What use was there in a Justinian’s
mending your [Italy’s] bridle, when the saddle’s empty?
Indeed, were there no reins, your shame were less.
Ah you – who if you understood what God
ordained, would then attend to things devout
and in the saddle surely would allow
Caesar to sit – see how this beast turns fierce
because there are no spurs that would correct it,
since you have laid your hands upon the bit!
O German Albert, you who have abandoned
that steed become recalcitrant and savage,
you who should ride astride its saddlebows –
upon your blood may the just judgment of
the stars descend with signs so strange and plain
that your successor has to feel its terror!
For both you and your father, in your greed
for lands that lay more close at hand, allowed
the garden of the Empire to be gutted. (Purg. VI, 88-105)

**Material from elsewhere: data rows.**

//! A simple trait for binary (de)Serialization using std `Read` and `Write` traits.
//!
//! Camino nodes speak a linear codec: every integer is big-endian, slices and byte strings
//! carry a `u32` length prefix, and interface-typed fields are preceded by a `u32` type ID.
//! Top-level objects are additionally prefixed by a `u16` codec version.

use std::io::{Cursor, Error as IOError, Read, Write};

use hex::FromHexError;
use thiserror::Error;

/// The only codec version the node accepts.
pub const CODEC_VERSION: u16 = 0;

/// Upper bound on the number of elements in a length-prefixed slice. Guards allocations when
/// reading untrusted payloads.
pub const MAX_SLICE_LEN: usize = 256 * 1024;

/// Errors related to serialization of types.
#[derive(Debug, Error)]
pub enum SerError {
    /// Payload was produced by a codec version we do not speak.
    #[error("Unknown codec version {0}. Expected {}.", CODEC_VERSION)]
    UnknownCodecVersion(u16),

    /// An interface-typed field carried a type ID we cannot decode in that position.
    #[error("Unknown type ID {type_id:#x} while reading {context}")]
    UnknownTypeId {
        /// The type ID found in the stream
        type_id: u32,
        /// What we were trying to read
        context: &'static str,
    },

    /// A length prefix exceeded `MAX_SLICE_LEN`, or a slice was too long to be prefixed.
    #[error("Slice of length {0} exceeds the maximum of {}", MAX_SLICE_LEN)]
    SliceTooLong(usize),

    /// Booleans are encoded as a single `0` or `1` byte.
    #[error("Invalid boolean byte {0:#x}")]
    InvalidBool(u8),

    /// Bytes remained after the top-level object was read.
    #[error("{0} trailing bytes after deserialization")]
    TrailingBytes(usize),

    /// IOError bubbled up from a `Write` passed to a `ByteFormat::write_to` implementation.
    #[error(transparent)]
    IOError(#[from] IOError),

    /// `deserialize_hex` encountered an error on its input.
    #[error("Error deserializing hex string: {0}")]
    FromHexError(#[from] FromHexError),

    /// Any other error.
    #[error("{0}")]
    ComponentError(String),
}

/// Type alias for serialization errors
pub type SerResult<T> = Result<T, SerError>;

/// Read a fixed-size array.
pub fn read_array<R, const N: usize>(reader: &mut R) -> SerResult<[u8; N]>
where
    R: Read,
{
    let mut buf = [0u8; N];
    reader.read_exact(&mut buf)?;
    Ok(buf)
}

fn check_len(len: usize) -> SerResult<()> {
    if len > MAX_SLICE_LEN {
        return Err(SerError::SliceTooLong(len));
    }
    Ok(())
}

/// A simple trait for deserializing from `std::io::Read` and serializing to `std::io::Write`.
///
/// `ByteFormat` is used for transaction IDs, signing hashes, and transaction
/// serialization and deserialization.
pub trait ByteFormat {
    /// An associated error type
    type Error: From<SerError> + From<IOError> + std::error::Error;

    /// Returns the byte-length of the serialized data structure.
    fn serialized_length(&self) -> usize;

    /// Deserializes an instance of `Self` from a `std::io::Read`.
    fn read_from<R>(reader: &mut R) -> Result<Self, Self::Error>
    where
        R: Read,
        Self: std::marker::Sized;

    /// Serializes `self` to a `std::io::Write`. Following `Write` trait conventions, its `Ok`
    /// type is a `usize` denoting the number of bytes written.
    fn write_to<W>(&self, writer: &mut W) -> Result<usize, Self::Error>
    where
        W: Write;

    /// Convenience function for reading a single byte
    fn read_u8<R>(reader: &mut R) -> SerResult<u8>
    where
        R: Read,
    {
        Ok(read_array::<R, 1>(reader)?[0])
    }

    /// Convenience function for reading a `0` or `1` byte as a bool
    fn read_bool<R>(reader: &mut R) -> SerResult<bool>
    where
        R: Read,
    {
        match Self::read_u8(reader)? {
            0 => Ok(false),
            1 => Ok(true),
            b => Err(SerError::InvalidBool(b)),
        }
    }

    /// Convenience function for reading a BE u16
    fn read_u16_be<R>(reader: &mut R) -> SerResult<u16>
    where
        R: Read,
    {
        Ok(u16::from_be_bytes(read_array(reader)?))
    }

    /// Convenience function for reading a BE u32
    fn read_u32_be<R>(reader: &mut R) -> SerResult<u32>
    where
        R: Read,
    {
        Ok(u32::from_be_bytes(read_array(reader)?))
    }

    /// Convenience function for reading a BE u64
    fn read_u64_be<R>(reader: &mut R) -> SerResult<u64>
    where
        R: Read,
    {
        Ok(u64::from_be_bytes(read_array(reader)?))
    }

    /// Read the `u16` codec version and reject anything but `CODEC_VERSION`.
    fn read_codec_version<R>(reader: &mut R) -> SerResult<()>
    where
        R: Read,
    {
        match Self::read_u16_be(reader)? {
            CODEC_VERSION => Ok(()),
            v => Err(SerError::UnknownCodecVersion(v)),
        }
    }

    /// Convenience function for writing a single byte
    fn write_u8<W>(writer: &mut W, number: u8) -> SerResult<usize>
    where
        W: Write,
    {
        writer.write_all(&[number])?;
        Ok(1)
    }

    /// Convenience function for writing a bool as a single byte
    fn write_bool<W>(writer: &mut W, b: bool) -> SerResult<usize>
    where
        W: Write,
    {
        Self::write_u8(writer, b as u8)
    }

    /// Convenience function for writing a BE u16
    fn write_u16_be<W>(writer: &mut W, number: u16) -> SerResult<usize>
    where
        W: Write,
    {
        writer.write_all(&number.to_be_bytes())?;
        Ok(2)
    }

    /// Convenience function for writing a BE u32
    fn write_u32_be<W>(writer: &mut W, number: u32) -> SerResult<usize>
    where
        W: Write,
    {
        writer.write_all(&number.to_be_bytes())?;
        Ok(4)
    }

    /// Convenience function for writing a BE u64
    fn write_u64_be<W>(writer: &mut W, number: u64) -> SerResult<usize>
    where
        W: Write,
    {
        writer.write_all(&number.to_be_bytes())?;
        Ok(8)
    }

    /// Write a slice length as a `u32` prefix.
    fn write_len_prefix<W>(writer: &mut W, len: usize) -> SerResult<usize>
    where
        W: Write,
    {
        check_len(len)?;
        Self::write_u32_be(writer, len as u32)
    }

    /// Read a `u32` length prefix, bounded by `MAX_SLICE_LEN`.
    fn read_len_prefix<R>(reader: &mut R) -> SerResult<usize>
    where
        R: Read,
    {
        let len = Self::read_u32_be(reader)? as usize;
        check_len(len)?;
        Ok(len)
    }

    /// Read a `u32`-prefixed byte string
    fn read_bytes<R>(reader: &mut R) -> SerResult<Vec<u8>>
    where
        R: Read,
    {
        let len = Self::read_len_prefix(reader)?;
        let mut buf = vec![0u8; len];
        reader.read_exact(&mut buf)?;
        Ok(buf)
    }

    /// Write a `u32`-prefixed byte string
    fn write_bytes<W>(writer: &mut W, bytes: &[u8]) -> SerResult<usize>
    where
        W: Write,
    {
        let mut len = Self::write_len_prefix(writer, bytes.len())?;
        writer.write_all(bytes)?;
        len += bytes.len();
        Ok(len)
    }

    /// Read a `u32`-prefixed vector of `ByteFormat` items
    fn read_prefix_vec<R, E, I>(reader: &mut R) -> Result<Vec<I>, E>
    where
        R: Read,
        E: From<SerError> + From<IOError> + std::error::Error,
        I: ByteFormat<Error = E>,
    {
        let len = Self::read_len_prefix(reader)?;
        let mut items = Vec::with_capacity(len.min(64));
        for _ in 0..len {
            items.push(I::read_from(reader)?);
        }
        Ok(items)
    }

    /// Write a `u32`-prefixed vector of `ByteFormat` items
    fn write_prefix_vec<W, E, I>(writer: &mut W, items: &[I]) -> Result<usize, E>
    where
        W: Write,
        E: From<SerError> + From<IOError> + std::error::Error,
        I: ByteFormat<Error = E>,
    {
        let mut len = Self::write_len_prefix(writer, items.len())?;
        for i in items.iter() {
            len += i.write_to(writer)?;
        }
        Ok(len)
    }

    /// Serializes `self` to a new vector.
    fn serialize_bytes(&self) -> Result<Vec<u8>, Self::Error> {
        let mut v: Vec<u8> = Vec::with_capacity(self.serialized_length());
        self.write_to(&mut v)?;
        Ok(v)
    }

    /// Deserializes an instance of `Self` from a byte slice. Fails if any bytes remain.
    fn deserialize_bytes(bytes: &[u8]) -> Result<Self, Self::Error>
    where
        Self: std::marker::Sized,
    {
        let mut cursor = Cursor::new(bytes);
        let t = Self::read_from(&mut cursor)?;
        let remaining = bytes.len() - cursor.position() as usize;
        if remaining != 0 {
            return Err(SerError::TrailingBytes(remaining).into());
        }
        Ok(t)
    }

    /// Decodes a hex string (optionally `0x`-prefixed) to a `Vec<u8>`, deserializes an
    /// instance of `Self` from that vector.
    fn deserialize_hex(s: &str) -> Result<Self, Self::Error>
    where
        Self: std::marker::Sized,
    {
        let s = s.strip_prefix("0x").unwrap_or(s);
        let v: Vec<u8> = hex::decode(s).map_err(SerError::from)?;
        Self::deserialize_bytes(&v)
    }

    /// Serializes `self` to a vector, returns the hex-encoded vector
    fn serialize_hex(&self) -> Result<String, Self::Error> {
        Ok(hex::encode(self.serialize_bytes()?))
    }
}

impl ByteFormat for u32 {
    type Error = SerError;

    fn serialized_length(&self) -> usize {
        4
    }

    fn read_from<R>(reader: &mut R) -> SerResult<Self>
    where
        R: Read,
    {
        Self::read_u32_be(reader)
    }

    fn write_to<W>(&self, writer: &mut W) -> SerResult<usize>
    where
        W: Write,
    {
        Self::write_u32_be(writer, *self)
    }
}

#[cfg(test)]
mod test {
    use super::*;

    #[test]
    fn it_writes_big_endian_integers() {
        let mut buf = vec![];
        let mut len = u32::write_u16_be(&mut buf, 0x0102).unwrap();
        len += u32::write_u32_be(&mut buf, 0x0304_0506).unwrap();
        len += u32::write_u64_be(&mut buf, 7).unwrap();
        assert_eq!(len, 14);
        assert_eq!(
            hex::encode(&buf),
            "0102030405060000000000000007".to_owned()
        );
    }

    #[test]
    fn it_round_trips_prefixed_slices() {
        let items: Vec<u32> = vec![0, 3, 0xffff_ffff];
        let mut buf = vec![];
        let written = u32::write_prefix_vec(&mut buf, &items).unwrap();
        assert_eq!(written, 16);
        assert_eq!(hex::encode(&buf), "000000030000000000000003ffffffff");

        let read: Vec<u32> = u32::read_prefix_vec(&mut buf.as_slice()).unwrap();
        assert_eq!(read, items);
    }

    #[test]
    fn it_prefixes_byte_strings() {
        let mut buf = vec![];
        u32::write_bytes(&mut buf, b"memo").unwrap();
        assert_eq!(hex::encode(&buf), "000000046d656d6f");
        assert_eq!(u32::read_bytes(&mut buf.as_slice()).unwrap(), b"memo".to_vec());
    }

    #[test]
    fn it_rejects_oversized_prefixes() {
        let buf = hex::decode("ffffffff").unwrap();
        match u32::read_bytes(&mut buf.as_slice()) {
            Err(SerError::SliceTooLong(len)) => assert_eq!(len, 0xffff_ffff),
            e => panic!("expected SliceTooLong, got {:?}", e),
        }
    }

    #[test]
    fn it_rejects_bad_bools_and_versions() {
        assert!(matches!(
            u32::read_bool(&mut &[2u8][..]),
            Err(SerError::InvalidBool(2))
        ));
        assert!(matches!(
            u32::read_codec_version(&mut &[0u8, 1][..]),
            Err(SerError::UnknownCodecVersion(1))
        ));
        assert!(u32::read_codec_version(&mut &[0u8, 0][..]).is_ok());
    }

    #[test]
    fn it_rejects_trailing_bytes() {
        assert_eq!(u32::deserialize_hex("0x00000005").unwrap(), 5);
        assert!(matches!(
            u32::deserialize_hex("0000000500"),
            Err(SerError::TrailingBytes(1))
        ));
    }
}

My Florence, you indeed may be content
that this digression would leave you exempt:
your people’s strivings spare you this lament.
Others have justice in their hearts, and thought
is slow to let it fly off from their bow;
but your folk keep it ready – on their lips.
Others refuse the weight of public service;
whereas your people – eagerly – respond,
even unasked, and shout: “I’ll take it on.”
You might be happy now, for you have cause!
You with your riches, peace, judiciousness!
If I speak truly, facts won’t prove me wrong. (Purg. VI, 127-138)
[Oderisi of Gubbio]: …“Provenzan Salvani,”
he answered, “here because – presumptuously
he thought his grip could master all Siena.
So he has gone, and so he goes, with no
rest since his death; this is the penalty
exacted from those who – there – overreached.” (Purg. XI, 121-126)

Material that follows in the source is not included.